I thought this might be an interesting opportunity for a mashup. As it turned out, the songs work surprisingly well together. They’re in closely-related keys and have simple and largely compatible harmonic structures. They share common formal elements – a bridge with an unexpected male rapper.
Most strikingly, however, their lyrics create an interesting counterpoint – “Friday” is unabashedly about being young, while “Housewife” is about being old, and futile attempts to reclaim the innocence of youth. Friday’s heroine is a kid being a kid, while our crappy housewife is an adult, desperately trying to be a kid again.
I’m generally not a big pop music listener. This isn’t some kind of ivory tower stance – I don’t have any problem with the idea of music as a commodity. It’s just that I usually don’t find the music itself all that compelling.
But I have a huge amount of respect for contemporary pop music. From a production point of view, there’s so much to learn from chart radio – how to get a big sound, how to create “hooks,” etc.
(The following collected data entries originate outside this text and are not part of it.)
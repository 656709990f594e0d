use tracing_appender::non_blocking::WorkerGuard;
use tracing_subscriber::{fmt, prelude::*, EnvFilter};

pub fn initialize_logging() -> WorkerGuard {
    // Create 'logs' directory if it doesn't exist
    let _ = std::fs::create_dir_all("logs");

    let file_appender = tracing_appender::rolling::daily("logs", "geoform.log");
    let (non_blocking, guard) = tracing_appender::non_blocking(file_appender);

    tracing_subscriber::registry()
        .with(EnvFilter::from_default_env().add_directive(tracing::Level::INFO.into()))
        .with(fmt::layer().with_writer(non_blocking).with_ansi(false))
        .init();

    tracing::info!("Logging initialized successfully.");
    guard
}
With modern music production tools being so inexpensive and easy to use, I’m especially fascinated by the fact that certain songs win while others lose and still others become kitsch icons, when the surface level of all of them is often largely indistinguishable.
What is it – the essence of the thing – that makes these two songs the object of such ridicule? Sure, the lyrics are a little trite. But are they really that much more trite than many of the songs that sell millions of copies?
If I knew the answers to these questions, I’d be a millionaire instead of an armchair musicologist. But what’s clear is that inexpensive, easy tools have not evened out the playing field as much as we like to think. Yes, anyone can make music in their bedroom now, and it will sound 98% as good as anything else.
But there’s something in that other 2% that’s neither inexpensive nor easy.